Папа подвинул свое плечо к плечу сына, а мальчик чуть заметно вжал свое плечо в отцовское, как бы заряжаясь его любовью и защитой.
Самолет набрал высоту. На крыльях появились крупные капли.
Я смотрел вниз на облака и думал: «Если и выпаду, то облака спружинят и задержат мои семьдесят шесть килограммов».
Мне вдруг превыше всего захотелось коснуться правым плечом своего отца, а левым – своего сына: справа – прошлое, слева – будущее, а я на живом стыке двух времен. У меня есть корни и есть ростки. Значит, я есмь.
Я откинулся в кресле, прикрыл глаза.
Самолет мерно гудел и, казалось, не двигался, а просто висел с включенным мотором.
…Крыло начало медленно отваливаться. Оно повисло, как перебитое, потом отделилось от самолета и осталось где-то позади. А на том месте, где оно было, обозначилась дыра.

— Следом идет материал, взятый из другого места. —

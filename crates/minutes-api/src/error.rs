//! Error types for backend requests.

/// Maximum number of characters of a non-JSON error body kept for display.
const BODY_EXCERPT_CHARS: usize = 100;

/// Errors from a backend request.
///
/// `Unauthorized` is the credential-rejection class: callers treat it as a
/// session-invalidating event. Every other variant is an ordinary request
/// failure to be shown to the user.
#[derive(Debug, thiserror::Error)]
pub enum ApiError {
    #[error("unauthorized: {}", .detail.as_deref().unwrap_or("credential rejected"))]
    Unauthorized { detail: Option<String> },
    #[error("request failed with status {status}")]
    Status {
        status: u16,
        detail: Option<String>,
        /// Raw body, kept only when the server did not answer with JSON.
        body: Option<String>,
    },
    #[error("transport error: {0}")]
    Transport(String),
    #[error("decode error: {0}")]
    Decode(String),
    #[error("invalid input: {0}")]
    InvalidInput(String),
}

impl ApiError {
    /// Whether the server rejected the bearer credential.
    pub fn is_auth_invalid(&self) -> bool {
        matches!(self, ApiError::Unauthorized { .. })
    }

    /// The server-supplied `detail` text, if any.
    pub fn detail(&self) -> Option<&str> {
        match self {
            ApiError::Unauthorized { detail } | ApiError::Status { detail, .. } => {
                detail.as_deref()
            }
            _ => None,
        }
    }

    /// User-facing message: the server detail when present, else `fallback`.
    ///
    /// Client-side validation failures carry their own message.
    pub fn detail_or(&self, fallback: &str) -> String {
        match self {
            ApiError::InvalidInput(msg) => msg.clone(),
            _ => self.detail().unwrap_or(fallback).to_string(),
        }
    }

    /// Like [`detail_or`](Self::detail_or), but reports non-JSON error bodies
    /// as `Server Error (<status>): <excerpt>...`.
    pub fn detail_or_body(&self, fallback: &str) -> String {
        match self {
            ApiError::Status {
                status,
                detail: None,
                body: Some(body),
            } => {
                let excerpt: String = body.chars().take(BODY_EXCERPT_CHARS).collect();
                format!("Server Error ({}): {}...", status, excerpt)
            }
            _ => self.detail_or(fallback),
        }
    }

    /// Build an error from a non-success status and its raw body.
    pub(crate) fn from_response(status: u16, body: &str) -> Self {
        let parsed = serde_json::from_str::<serde_json::Value>(body).ok();
        let detail = parsed.as_ref().and_then(extract_detail);
        if status == 401 {
            return ApiError::Unauthorized { detail };
        }
        let body = match parsed {
            Some(_) => None,
            None if body.trim().is_empty() => None,
            None => Some(body.to_string()),
        };
        ApiError::Status {
            status,
            detail,
            body,
        }
    }
}

/// Pull the `detail` field out of an error body.
///
/// FastAPI sends either `{"detail": "text"}` or, for validation failures,
/// `{"detail": [{"msg": "..."}, ...]}`.
fn extract_detail(value: &serde_json::Value) -> Option<String> {
    match value.get("detail")? {
        serde_json::Value::String(s) if !s.is_empty() => Some(s.clone()),
        serde_json::Value::Array(items) => {
            let msgs: Vec<&str> = items
                .iter()
                .filter_map(|item| item.get("msg").and_then(|m| m.as_str()))
                .collect();
            if msgs.is_empty() {
                None
            } else {
                Some(msgs.join("; "))
            }
        }
        _ => None,
    }
}

impl From<reqwest::Error> for ApiError {
    fn from(err: reqwest::Error) -> Self {
        if err.is_decode() {
            ApiError::Decode(err.to_string())
        } else {
            ApiError::Transport(err.to_string())
        }
    }
}
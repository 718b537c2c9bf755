//! Session lifecycle tests against a mock backend.

use std::sync::Arc;

use serde_json::json;
use wiremock::matchers::{header, method, path};
use wiremock::{Mock, MockServer, ResponseTemplate};

use minutes_api::ApiClient;
use minutes_core::{MinutesError, Result as CoreResult};
use minutes_session::{
    CredentialStore, FileCredentialStore, MemoryCredentialStore, SessionError, SessionManager,
    SessionStatus,
};

// =============================================================================
// Helpers
// =============================================================================

fn manager(server: &MockServer, store: Arc<dyn CredentialStore>) -> SessionManager {
    SessionManager::new(ApiClient::new(&server.uri()).unwrap(), store)
}

async fn mount_me(server: &MockServer, token: &str) {
    Mock::given(method("GET"))
        .and(path("/api/auth/me"))
        .and(header("authorization", format!("Bearer {}", token).as_str()))
        .respond_with(ResponseTemplate::new(200).set_body_json(json!({
            "id": 1,
            "email": "a@b.com",
            "is_active": true,
            "created_at": "2024-05-01T09:30:00"
        })))
        .mount(server)
        .await;
}

async fn mount_login(server: &MockServer, token: &str) {
    Mock::given(method("POST"))
        .and(path("/api/auth/login"))
        .respond_with(
            ResponseTemplate::new(200)
                .set_body_json(json!({"access_token": token, "token_type": "bearer"})),
        )
        .mount(server)
        .await;
}

/// A store whose `clear` always fails.
struct StuckStore;

impl CredentialStore for StuckStore {
    fn load(&self) -> CoreResult<Option<String>> {
        Ok(None)
    }
    fn save(&self, _credential: &str) -> CoreResult<()> {
        Ok(())
    }
    fn clear(&self) -> CoreResult<()> {
        Err(MinutesError::Storage("disk is read-only".to_string()))
    }
}

// =============================================================================
// initialize
// =============================================================================

#[tokio::test]
async fn initialize_with_rejected_credential_ends_anonymous() {
    let server = MockServer::start().await;
    Mock::given(method("GET"))
        .and(path("/api/auth/me"))
        .respond_with(
            ResponseTemplate::new(401).set_body_json(json!({"detail": "Could not validate credentials"})),
        )
        .expect(1)
        .mount(&server)
        .await;

    let store = Arc::new(MemoryCredentialStore::with_credential("expired"));
    let session = manager(&server, store.clone());
    session.initialize().await;

    assert_eq!(session.status(), SessionStatus::Anonymous);
    assert!(session.identity().is_none());
    assert!(session.credential().is_none());
    assert_eq!(store.load().unwrap(), None);
}

#[tokio::test]
async fn initialize_with_server_error_ends_anonymous() {
    let server = MockServer::start().await;
    Mock::given(method("GET"))
        .and(path("/api/auth/me"))
        .respond_with(ResponseTemplate::new(500))
        .mount(&server)
        .await;

    let store = Arc::new(MemoryCredentialStore::with_credential("t1"));
    let session = manager(&server, store.clone());
    session.initialize().await;

    assert_eq!(session.status(), SessionStatus::Anonymous);
    assert_eq!(store.load().unwrap(), None);
}

#[tokio::test]
async fn initialize_with_unreachable_server_ends_anonymous() {
    let listener = std::net::TcpListener::bind("127.0.0.1:0").unwrap();
    let port = listener.local_addr().unwrap().port();
    drop(listener);

    let store = Arc::new(MemoryCredentialStore::with_credential("t1"));
    let api = ApiClient::new(&format!("http://127.0.0.1:{}", port)).unwrap();
    let session = SessionManager::new(api, store.clone());
    session.initialize().await;

    assert_eq!(session.status(), SessionStatus::Anonymous);
    assert_eq!(store.load().unwrap(), None);
}

#[tokio::test]
async fn initialize_with_valid_credential_restores_identity() {
    let server = MockServer::start().await;
    mount_me(&server, "t1").await;

    let store = Arc::new(MemoryCredentialStore::with_credential("t1"));
    let session = manager(&server, store.clone());
    session.initialize().await;

    assert_eq!(session.status(), SessionStatus::Authenticated);
    assert_eq!(session.identity().unwrap().email, "a@b.com");
    assert_eq!(session.credential().as_deref(), Some("t1"));
    assert_eq!(store.load().unwrap(), Some("t1".to_string()));
}

#[tokio::test]
async fn initialize_without_credential_makes_no_request() {
    let server = MockServer::start().await;
    Mock::given(method("GET"))
        .and(path("/api/auth/me"))
        .respond_with(ResponseTemplate::new(200))
        .expect(0)
        .mount(&server)
        .await;

    let session = manager(&server, Arc::new(MemoryCredentialStore::new()));
    session.initialize().await;
    assert_eq!(session.status(), SessionStatus::Anonymous);
}

// =============================================================================
// login
// =============================================================================

#[tokio::test]
async fn login_persists_credential_and_authenticates() {
    let server = MockServer::start().await;
    mount_login(&server, "t1").await;
    mount_me(&server, "t1").await;

    let store = Arc::new(MemoryCredentialStore::new());
    let session = manager(&server, store.clone());
    session.initialize().await;

    let user = session.login("a@b.com", "pw").await.unwrap();
    assert_eq!(user.email, "a@b.com");
    assert_eq!(store.load().unwrap(), Some("t1".to_string()));
    assert_eq!(session.status(), SessionStatus::Authenticated);
    assert_eq!(session.credential().as_deref(), Some("t1"));
}

#[tokio::test]
async fn login_failure_leaves_state_unchanged() {
    let server = MockServer::start().await;
    Mock::given(method("POST"))
        .and(path("/api/auth/login"))
        .respond_with(
            ResponseTemplate::new(401).set_body_json(json!({"detail": "Incorrect email or password"})),
        )
        .mount(&server)
        .await;

    let store = Arc::new(MemoryCredentialStore::new());
    let session = manager(&server, store.clone());
    session.initialize().await;
    let before = session.snapshot();

    let err = session.login("a@b.com", "wrong").await.unwrap_err();
    assert!(matches!(err, SessionError::RequestFailed(_)));
    assert_eq!(err.to_string(), "Incorrect email or password");
    assert_eq!(session.snapshot(), before);
    assert_eq!(store.load().unwrap(), None);
}

#[tokio::test]
async fn login_failure_without_detail_uses_fallback() {
    let server = MockServer::start().await;
    Mock::given(method("POST"))
        .and(path("/api/auth/login"))
        .respond_with(ResponseTemplate::new(500).set_body_string("Internal Server Error"))
        .mount(&server)
        .await;

    let session = manager(&server, Arc::new(MemoryCredentialStore::new()));
    let err = session.login("a@b.com", "pw").await.unwrap_err();
    assert_eq!(err.to_string(), "Login failed");
}

#[tokio::test]
async fn login_with_failing_identity_lookup_commits_nothing() {
    let server = MockServer::start().await;
    mount_login(&server, "t1").await;
    Mock::given(method("GET"))
        .and(path("/api/auth/me"))
        .respond_with(ResponseTemplate::new(503))
        .mount(&server)
        .await;

    let store = Arc::new(MemoryCredentialStore::new());
    let session = manager(&server, store.clone());
    session.initialize().await;

    let err = session.login("a@b.com", "pw").await.unwrap_err();
    assert_eq!(err.to_string(), "Login failed");
    assert_eq!(session.status(), SessionStatus::Anonymous);
    assert_eq!(store.load().unwrap(), None);
}

#[tokio::test]
async fn credential_survives_restart_with_file_store() {
    let server = MockServer::start().await;
    mount_login(&server, "t1").await;
    mount_me(&server, "t1").await;

    let dir = tempfile::tempdir().unwrap();
    let path = dir.path().join("credential");

    let first = manager(&server, Arc::new(FileCredentialStore::new(&path)));
    first.initialize().await;
    first.login("a@b.com", "pw").await.unwrap();
    drop(first);

    let second = manager(&server, Arc::new(FileCredentialStore::new(&path)));
    second.initialize().await;
    assert_eq!(second.status(), SessionStatus::Authenticated);
    assert_eq!(second.identity().unwrap().id, 1);
}

// =============================================================================
// register
// =============================================================================

#[tokio::test]
async fn register_does_not_establish_session() {
    let server = MockServer::start().await;
    Mock::given(method("POST"))
        .and(path("/api/auth/register"))
        .respond_with(ResponseTemplate::new(200).set_body_json(json!({
            "id": 3,
            "email": "new@b.com",
            "is_active": true,
            "created_at": "2024-05-01T09:30:00"
        })))
        .mount(&server)
        .await;

    let store = Arc::new(MemoryCredentialStore::new());
    let session = manager(&server, store.clone());
    session.initialize().await;

    let user = session.register("new@b.com", "pw").await.unwrap();
    assert_eq!(user.id, 3);
    assert_eq!(session.status(), SessionStatus::Anonymous);
    assert_eq!(store.load().unwrap(), None);
}

#[tokio::test]
async fn register_failure_messages() {
    let server = MockServer::start().await;
    Mock::given(method("POST"))
        .and(path("/api/auth/register"))
        .respond_with(
            ResponseTemplate::new(400).set_body_json(json!({"detail": "Email already registered"})),
        )
        .mount(&server)
        .await;

    let session = manager(&server, Arc::new(MemoryCredentialStore::new()));
    let err = session.register("a@b.com", "pw").await.unwrap_err();
    assert_eq!(err.to_string(), "Email already registered");

    server.reset().await;
    Mock::given(method("POST"))
        .and(path("/api/auth/register"))
        .respond_with(ResponseTemplate::new(400).set_body_json(json!({})))
        .mount(&server)
        .await;
    let err = session.register("a@b.com", "pw").await.unwrap_err();
    assert_eq!(err.to_string(), "Registration failed");
}

// =============================================================================
// logout
// =============================================================================

#[tokio::test]
async fn logout_from_every_state_is_anonymous() {
    let server = MockServer::start().await;
    mount_login(&server, "t1").await;
    mount_me(&server, "t1").await;

    // Before initialize (Initializing).
    let store = Arc::new(MemoryCredentialStore::with_credential("t0"));
    let session = manager(&server, store.clone());
    session.logout();
    assert_eq!(session.status(), SessionStatus::Anonymous);
    assert_eq!(store.load().unwrap(), None);

    // Authenticated.
    session.login("a@b.com", "pw").await.unwrap();
    session.logout();
    assert_eq!(session.status(), SessionStatus::Anonymous);
    assert!(session.identity().is_none());
    assert_eq!(store.load().unwrap(), None);

    // Already anonymous.
    session.logout();
    assert_eq!(session.status(), SessionStatus::Anonymous);
}

#[tokio::test]
async fn logout_survives_store_failure() {
    let server = MockServer::start().await;
    mount_login(&server, "t1").await;
    mount_me(&server, "t1").await;

    let session = manager(&server, Arc::new(StuckStore));
    session.login("a@b.com", "pw").await.unwrap();
    session.logout();
    assert_eq!(session.status(), SessionStatus::Anonymous);
    assert!(session.credential().is_none());
}

#[tokio::test]
async fn credential_changes_bump_generation() {
    let server = MockServer::start().await;
    mount_login(&server, "t1").await;
    mount_me(&server, "t1").await;

    let session = manager(&server, Arc::new(MemoryCredentialStore::new()));
    session.initialize().await;
    let mut rx = session.subscribe();
    let start = session.generation();

    session.login("a@b.com", "pw").await.unwrap();
    assert!(rx.has_changed().unwrap());
    assert_eq!(rx.borrow_and_update().generation, start + 1);

    session.logout();
    assert_eq!(rx.borrow_and_update().generation, start + 2);
    assert_eq!(rx.borrow().status, SessionStatus::Anonymous);
}
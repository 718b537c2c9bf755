//! Conversation engine: asks questions on behalf of the current session.
//!
//! One question may be in flight at a time. The question is shown before the
//! request resolves and removed again if no answer arrives. The engine never
//! holds on to the credential; it reads it from the session for every request.
//!
//! The engine tracks the session generation it last saw. When the session
//! changes (logout, invalidation, another login) the conversation, error,
//! scope and meeting catalog all start over, and a question in flight is
//! abandoned.

use std::sync::{Arc, Mutex, MutexGuard};

use chrono::NaiveDate;
use tokio::sync::watch;

use minutes_api::{ApiClient, AskRequest};
use minutes_core::{MeetingSummary, ScopeFilter, Turn};
use minutes_session::{SessionContext, SessionSnapshot};

use crate::conversation::{Conversation, Exchange};
use crate::error::ChatError;
use crate::scope;
use crate::state::AskState;

const ASK_FAILED: &str = "Failed to get answer";

#[derive(Debug, Default)]
struct EngineState {
    conversation: Conversation,
    last_error: Option<String>,
    scope: ScopeFilter,
    /// Meetings offered for scoping, newest first as listed by the server.
    catalog: Vec<MeetingSummary>,
    generation: u64,
}

impl EngineState {
    /// Start over if the session moved to another generation.
    fn observe(&mut self, generation: u64) {
        if self.generation == generation {
            return;
        }
        if !self.conversation.is_empty() || self.last_error.is_some() {
            tracing::debug!(
                from = self.generation,
                to = generation,
                "Session changed; conversation reset"
            );
        }
        *self = EngineState {
            generation,
            ..EngineState::default()
        };
    }
}

/// Owns the conversation for one session activation.
pub struct ConversationEngine {
    session: Arc<dyn SessionContext>,
    api: ApiClient,
    state: Mutex<EngineState>,
}

impl ConversationEngine {
    pub fn new(session: Arc<dyn SessionContext>, api: ApiClient) -> Self {
        let generation = session.snapshot().generation;
        Self {
            session,
            api,
            state: Mutex::new(EngineState {
                generation,
                ..EngineState::default()
            }),
        }
    }

    // -- Asking --

    /// Ask `question` within the current scope.
    ///
    /// Returns `Ok(None)` without doing anything when the trimmed question is
    /// empty or another question is still pending. On success the answered
    /// exchange has been appended. On failure the question has been removed;
    /// only [`ChatError::RequestFailed`] also sets [`last_error`].
    ///
    /// [`last_error`]: Self::last_error
    pub async fn ask(&self, question: &str) -> Result<Option<Exchange>, ChatError> {
        let question = question.trim();
        if question.is_empty() {
            return Ok(None);
        }

        let mut updates = self.session.subscribe();
        let generation = updates.borrow_and_update().generation;

        let (ticket, request, credential) = {
            let mut state = self.lock();
            state.observe(generation);
            if state.conversation.is_pending() {
                tracing::debug!("Question dropped; another is pending");
                return Ok(None);
            }
            let Some(credential) = self.session.credential() else {
                return Err(ChatError::NotAuthenticated);
            };
            state.last_error = None;
            let Some(ticket) = state.conversation.begin(question) else {
                return Ok(None);
            };
            let request = AskRequest::scoped(question, &state.scope);
            (ticket, request, credential)
        };

        tracing::debug!(
            meeting_id = ?request.meeting_id,
            date = ?request.date,
            "Sending question"
        );

        let outcome = tokio::select! {
            biased;
            _ = session_change(&mut updates, generation) => None,
            result = self.api.ask(&credential, &request) => Some(result),
        };

        match outcome {
            None => {
                let mut state = self.lock();
                state.conversation.rollback(ticket);
                state.observe(self.session.snapshot().generation);
                tracing::info!("Session ended while a question was pending; question dropped");
                Err(ChatError::SessionEnded)
            }
            Some(Ok(response)) => {
                let mut state = self.lock();
                match state
                    .conversation
                    .commit(ticket, response.answer, response.sources)
                {
                    Some(exchange) => {
                        tracing::info!(sources = exchange.sources.len(), "Answer received");
                        Ok(Some(exchange))
                    }
                    None => Err(ChatError::SessionEnded),
                }
            }
            Some(Err(e)) if e.is_auth_invalid() => {
                self.lock().conversation.rollback(ticket);
                // A rejection of an older credential must not end a newer session.
                if self.session.snapshot().generation == generation {
                    self.session.invalidate();
                }
                let current = self.session.snapshot().generation;
                self.lock().observe(current);
                Err(ChatError::SessionInvalidated)
            }
            Some(Err(e)) => {
                let message = e.detail_or(ASK_FAILED);
                tracing::warn!(error = %e, "Question failed");
                let mut state = self.lock();
                if state.conversation.rollback(ticket).is_some() {
                    state.last_error = Some(message.clone());
                }
                Err(ChatError::RequestFailed(message))
            }
        }
    }

    // -- Scope --

    pub fn scope(&self) -> ScopeFilter {
        self.current().scope.clone()
    }

    /// Select a meeting, or clear the meeting selection with `None`.
    pub fn set_meeting(&self, meeting_id: Option<i64>) {
        self.current().scope.meeting_id = meeting_id;
    }

    /// Select a date, dropping a selected meeting not recorded on it.
    /// `None` clears the date and keeps the meeting.
    pub fn set_date(&self, date: Option<NaiveDate>) {
        let mut state = self.current();
        let EngineState { scope: filter, catalog, .. } = &mut *state;
        scope::apply_date(filter, date, catalog);
    }

    /// Set both filters; the date is applied after the meeting.
    pub fn set_scope(&self, meeting_id: Option<i64>, date: Option<NaiveDate>) {
        let mut state = self.current();
        let EngineState { scope: filter, catalog, .. } = &mut *state;
        filter.meeting_id = meeting_id;
        scope::apply_date(filter, date, catalog);
    }

    pub fn clear_scope(&self) {
        self.current().scope = ScopeFilter::default();
    }

    // -- Meeting catalog --

    /// Reload the meetings offered for scoping.
    ///
    /// Failures are logged and otherwise ignored; the previous catalog stays.
    /// A rejected credential still ends the session.
    pub async fn refresh_meetings(&self) {
        let generation = self.session.snapshot().generation;
        let Some(credential) = self.session.credential() else {
            tracing::debug!("Not authenticated; meeting catalog not refreshed");
            return;
        };

        match self.api.list_meetings(&credential).await {
            Ok(meetings) => {
                let mut state = self.current();
                if state.generation == generation {
                    tracing::debug!(count = meetings.len(), "Meeting catalog refreshed");
                    state.catalog = meetings;
                }
            }
            Err(e) if e.is_auth_invalid() => {
                if self.session.snapshot().generation == generation {
                    self.session.invalidate();
                }
            }
            Err(e) => {
                tracing::warn!(error = %e, "Failed to refresh meeting catalog");
            }
        }
    }

    pub fn meetings(&self) -> Vec<MeetingSummary> {
        self.current().catalog.clone()
    }

    /// Distinct dates of catalog meetings, newest first.
    pub fn available_dates(&self) -> Vec<NaiveDate> {
        scope::available_dates(&self.current().catalog)
    }

    /// Catalog meetings matching the current date filter.
    pub fn meeting_options(&self) -> Vec<MeetingSummary> {
        let state = self.current();
        scope::meetings_on(&state.catalog, state.scope.date)
            .into_iter()
            .cloned()
            .collect()
    }

    // -- Reads --

    pub fn turns(&self) -> Vec<Turn> {
        self.current().conversation.turns()
    }

    pub fn exchanges(&self) -> Vec<Exchange> {
        self.current().conversation.exchanges().to_vec()
    }

    pub fn state(&self) -> AskState {
        self.current().conversation.state()
    }

    pub fn is_pending(&self) -> bool {
        self.current().conversation.is_pending()
    }

    pub fn last_error(&self) -> Option<String> {
        self.current().last_error.clone()
    }

    /// Plain-text export of the answered exchanges.
    pub fn transcript(&self) -> String {
        self.current().conversation.transcript()
    }

    /// Forget the conversation and error; scope and catalog are kept.
    pub fn clear(&self) {
        let mut state = self.current();
        state.conversation.clear();
        state.last_error = None;
    }

    // -- Private helpers --

    fn lock(&self) -> MutexGuard<'_, EngineState> {
        self.state.lock().expect("conversation mutex poisoned")
    }

    /// Lock the state after bringing it up to the current session generation.
    fn current(&self) -> MutexGuard<'_, EngineState> {
        let generation = self.session.snapshot().generation;
        let mut state = self.lock();
        state.observe(generation);
        state
    }
}

/// Resolves once the session moves past `generation`.
async fn session_change(updates: &mut watch::Receiver<SessionSnapshot>, generation: u64) {
    loop {
        if updates.borrow_and_update().generation != generation {
            return;
        }
        if updates.changed().await.is_err() {
            // The session is gone; nothing will change any more.
            std::future::pending::<()>().await;
        }
    }
}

Люди закричали. Крик все нарастал и уже перестал быть похожим на человеческий крик. Я почувствовал, как меня тянет, всасывает в эту дыру. Я расставил руки и ноги, как краб, чтобы уцепиться, задержаться. Но меня туго и окончательно выбило из самолета. Я захлебнулся леденящим холодом и полетел. Мимо меня, как падающая звезда, пролетел горящий мальчик. И я заплакал. Я летел и подробно плакал по себе. Облако меня обмануло. Оно не пружинило, а пропустило меня, и я увидел землю, тяжело летящую мне навстречу.
…Я проснулся от толчка.
Самолет шел по бетонной дорожке. Стюардесса стояла в конце салона и желала чего-то хорошего.